Aim of the task:
Copy every line from the records below that holds the word "usize".

##### Excerpted data #####

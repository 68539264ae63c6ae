#[derive(Debug, Clone)]
pub enum Progress {
    PhaseStart {
        name: &'static str,
        total_pages: usize,
    },
    PageStart {
        number: usize,
        total: usize,
        title: &'static str,
    },
    PageFinish {
        number: usize,
    },
    PhaseFinish,
}

pub type ProgressCallback<'a> = Box<dyn Fn(Progress) + Send + Sync + 'a>;

#[derive(Default)]
pub struct ProgressReporter<'a> {
    callback: Option<ProgressCallback<'a>>,
}

impl<'a> ProgressReporter<'a> {
    pub fn new() -> Self {
        Self::default()
    }

    pub fn with_callback(callback: ProgressCallback<'a>) -> Self {
        Self {
            callback: Some(callback),
        }
    }

    #[inline]
    pub fn report(&self, event: Progress) {
        if let Some(cb) = &self.callback {
            cb(event);
        }
    }
}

#####

Solved problem:
        total_pages: usize,
        number: usize,
        total: usize,
        number: usize,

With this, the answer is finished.